Russia is at it again – fighting with its neighbors and encouraging others to join the fray. In addition to the fighting on the ground, the conflict has spread into cyberspace. Is this cyber conflict, cyber-attacks, or a prelude to cyber war? The international community and security experts have made progress towards defining cyber war, but are not quite there yet. Despite the gravity of the attacks between the nation states of Russia and Ukraine, experts have yet to agree on what to call the cyber activity that occurs whenever Russia is involved in a conflict with one of the former members of the Soviet Union.
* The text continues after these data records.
//! Request-level service: validates raw payloads, runs the engine and keeps
//! every simulation in a store

use crate::assumptions::Assumptions;
use crate::error::ServiceError;
use crate::projection::{PensionEngine, SimulationOutcome};
use crate::report;
use crate::scenario::{AdvancedAnalysis, ScenarioRunner};
use crate::simulation::SimulationInput;
use crate::store::{InMemoryStore, SimulationRecord, SimulationStore, StoreStatistics};
use serde::{Deserialize, Serialize};
use std::collections::BTreeMap;
use std::io;

/// Fields a payload must carry before it is deserialized
pub const REQUIRED_FIELDS: [&str; 4] = ["age", "sex", "gross_salary", "work_start_year"];

#[derive(Debug, Clone, PartialEq, Serialize, Deserialize)]
pub struct SimulationResponse {
    pub simulation_id: u64,
    pub outcome: SimulationOutcome,
}

#[derive(Debug, Clone, PartialEq, Serialize, Deserialize)]
pub struct AveragePensions {
    pub general: f64,
    pub men: f64,
    pub women: f64,
    pub by_voivodeship: BTreeMap<String, f64>,
}

/// Static figures shown next to the simulator
#[derive(Debug, Clone, PartialEq, Serialize, Deserialize)]
pub struct DashboardSnapshot {
    pub average_pensions: AveragePensions,
    pub did_you_know: Vec<String>,
}

impl DashboardSnapshot {
    pub fn reference() -> Self {
        let by_voivodeship = [("mazowieckie", 2700.0), ("małopolskie", 2400.0), ("śląskie", 2900.0)]
            .into_iter()
            .map(|(name, amount)| (name.to_string(), amount))
            .collect();

        Self {
            average_pensions: AveragePensions {
                general: 2500.0,
                men: 2800.0,
                women: 2200.0,
                by_voivodeship,
            },
            did_you_know: vec![
                "The highest pension in Poland is paid in the Silesian voivodeship and amounts to 15 000 PLN".into(),
                "An average worker in Poland spends 14 days a year on sick leave".into(),
                "Every year of delayed retirement raises the pension noticeably".into(),
            ],
        }
    }
}

pub struct SimulationService {
    store: Box<dyn SimulationStore>,
    engine: PensionEngine,
    runner: ScenarioRunner,
}

impl SimulationService {
    pub fn new(store: Box<dyn SimulationStore>, assumptions: Assumptions) -> Self {
        Self {
            store,
            engine: PensionEngine::with_assumptions(assumptions.clone()),
            runner: ScenarioRunner::with_assumptions(assumptions),
        }
    }

    /// Service over an empty in-memory store
    pub fn in_memory(assumptions: Assumptions) -> Self {
        Self::new(Box::new(InMemoryStore::new()), assumptions)
    }

    /// Validate, persist and compute one simulation payload
    ///
    /// Engine failures are stored on the record and returned as the outcome;
    /// only malformed payloads and store failures are errors here.
    pub fn simulate(&self, payload: &serde_json::Value) -> Result<SimulationResponse, ServiceError> {
        for field in REQUIRED_FIELDS {
            if payload.get(field).map_or(true, serde_json::Value::is_null) {
                return Err(ServiceError::MissingField(field));
            }
        }

        let input: SimulationInput = serde_json::from_value(payload.clone())?;
        self.submit(input)
    }

    /// Persist and compute an already typed input
    pub fn submit(&self, input: SimulationInput) -> Result<SimulationResponse, ServiceError> {
        let record = self.store.create(input)?;
        let outcome = SimulationOutcome::from(self.engine.compute(&record.input));

        if let Some(err) = outcome.error() {
            log::info!("simulation {} failed: {}", record.id, err.error);
        }

        let record = self.store.update(record.id, outcome.clone())?;
        log::debug!("simulation {} {}", record.id, record.status.as_str());

        Ok(SimulationResponse {
            simulation_id: record.id,
            outcome,
        })
    }

    pub fn get(&self, id: u64) -> Result<SimulationRecord, ServiceError> {
        Ok(self.store.get(id)?)
    }

    /// Re-run the sensitivity analysis on a stored input
    pub fn advanced(&self, id: u64) -> Result<AdvancedAnalysis, ServiceError> {
        let record = self.store.get(id)?;
        Ok(self.runner.advanced_analysis(&record.input)?)
    }

    pub fn summary_report(&self, id: u64) -> Result<String, ServiceError> {
        Ok(report::summary_report(&self.store.get(id)?)?)
    }

    /// Usage report over every stored simulation, newest first
    pub fn write_usage_report<W: io::Write>(&self, writer: W) -> Result<(), ServiceError> {
        let records = self.store.list(usize::MAX, 0)?;
        report::write_usage_report(&records, writer)?;
        Ok(())
    }

    pub fn list(&self, limit: usize, offset: usize) -> Result<Vec<SimulationRecord>, ServiceError> {
        Ok(self.store.list(limit, offset)?)
    }

    pub fn statistics(&self) -> Result<StoreStatistics, ServiceError> {
        Ok(self.store.statistics()?)
    }

    pub fn dashboard(&self) -> DashboardSnapshot {
        DashboardSnapshot::reference()
    }

    pub fn store(&self) -> &dyn SimulationStore {
        self.store.as_ref()
    }
}
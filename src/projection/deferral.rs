//! Benefits of postponing retirement past the planned year

use super::conversion::monthly_pension;
use super::valuation::{round2, InflationDiscount};
use crate::assumptions::Assumptions;
use crate::simulation::Sex;
use serde::{Deserialize, Serialize};
use std::collections::BTreeMap;

/// Postponement horizons, in years, always reported together
pub const DEFERRAL_HORIZONS: [u32; 3] = [1, 2, 5];

/// Pension obtained by retiring `years` later
#[derive(Debug, Clone, PartialEq, Serialize, Deserialize)]
pub struct DeferralBenefit {
    pub actual_amount: f64,
    pub real_amount: f64,

    /// Increase over the non-deferred pension, in percent
    pub increase_percentage: f64,
}

/// Map key for a horizon, e.g. `"5_years"`
pub fn deferral_key(years: u32) -> String {
    format!("{}_years", years)
}

/// Deferral benefits for every horizon in [`DEFERRAL_HORIZONS`]
///
/// Capital compounds at the deferral bonus for each postponed year. The base
/// pension is reconverted from the same capital rather than passed in.
pub fn deferral_benefits(
    capital: f64,
    retirement_year: i32,
    sex: Sex,
    assumptions: &Assumptions,
) -> BTreeMap<String, DeferralBenefit> {
    let discount = InflationDiscount::from_assumptions(assumptions);
    let base_monthly = monthly_pension(capital, sex, assumptions);

    DEFERRAL_HORIZONS
        .iter()
        .map(|&years| {
            let deferred_capital = capital * (1.0 + assumptions.rates.deferral_bonus).powi(years as i32);
            let deferred_monthly = monthly_pension(deferred_capital, sex, assumptions);
            let actual_amount = round2(deferred_monthly);
            let real_amount = round2(discount.real_value(actual_amount, retirement_year + years as i32));
            let increase_percentage = round2((deferred_monthly / base_monthly - 1.0) * 100.0);

            (
                deferral_key(years),
                DeferralBenefit {
                    actual_amount,
                    real_amount,
                    increase_percentage,
                },
            )
        })
        .collect()
}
In 2007, Estonia’s critical infrastructure was attacked by botnets during the riots that ensued over the removal of a statue of a Russian soldier. Distributed denial-of-service (DDOS) attacks were launched against Estonian ISPs, domain name servers, banks, and government websites, and were initially successful due to the unexpectedness of the attack; Estonia recovered. In 2008, cyber-attacks on Georgia began before Russian boots were on the ground during the conflict in South Ossetia. Georgian IT and telecommunications infrastructure was not very robust, and the DDOS attacks quickly disabled communications, government websites, banking and other critical transactions. During both attacks, critical infrastructure was targeted to disable essential services and prevent internal and external communications, hampering efforts to disseminate information to the populace and solicit assistance from external security experts. The Russian-Ukrainian clash has raised the level of cyber conflict. This is the third time that Russian hacktivists have picked up cyber arms and engaged in hostile cyber activity to support the Russian cause, and the second time cyber-attacks have coincided with Russian kinetic activity on the ground. But Ukrainians are not novices to maneuvering in cyberspace, as demonstrated by the attacks and counter-attack occurring between pro-Russian and pro-Ukrainian hacktivists. Security experts note the size of the DDOS attacks are being executed with botnets large enough to launch attacks over 100 gigabytes per second in intensity, and are sustained long enough to overwhelm and disable any targeted website. On both sides of the conflict, government websites and critical infrastructure have been targeted and successfully disabled.
Practice Makes Perfect
Pro-Russian factions are getting a lot of practice in cyber conflict: Estonia, Georgia, and now the Ukraine. The Russian Federation has plausible deniability for the cyber-attacks since the source of the attacks are groups of patriotic hackers who stand ready to attack in support of the Russian cause. It seems inevitable that these attacks will lead to a major cyber-attack, if not in this conflict, then very possibly in the next one. And while the United States is considered by many experts to be unprepared for a cyber-attack, one can be sure the US, along with the rest of the international community, is closely studying the tactics of the Russian cyber militants and the Ukrainian responses. As cyber activity continues against every major nation state, this question arises: When will a cyber-attack result in enough damage that it requires a national response? And what is the definition of “enough damage?”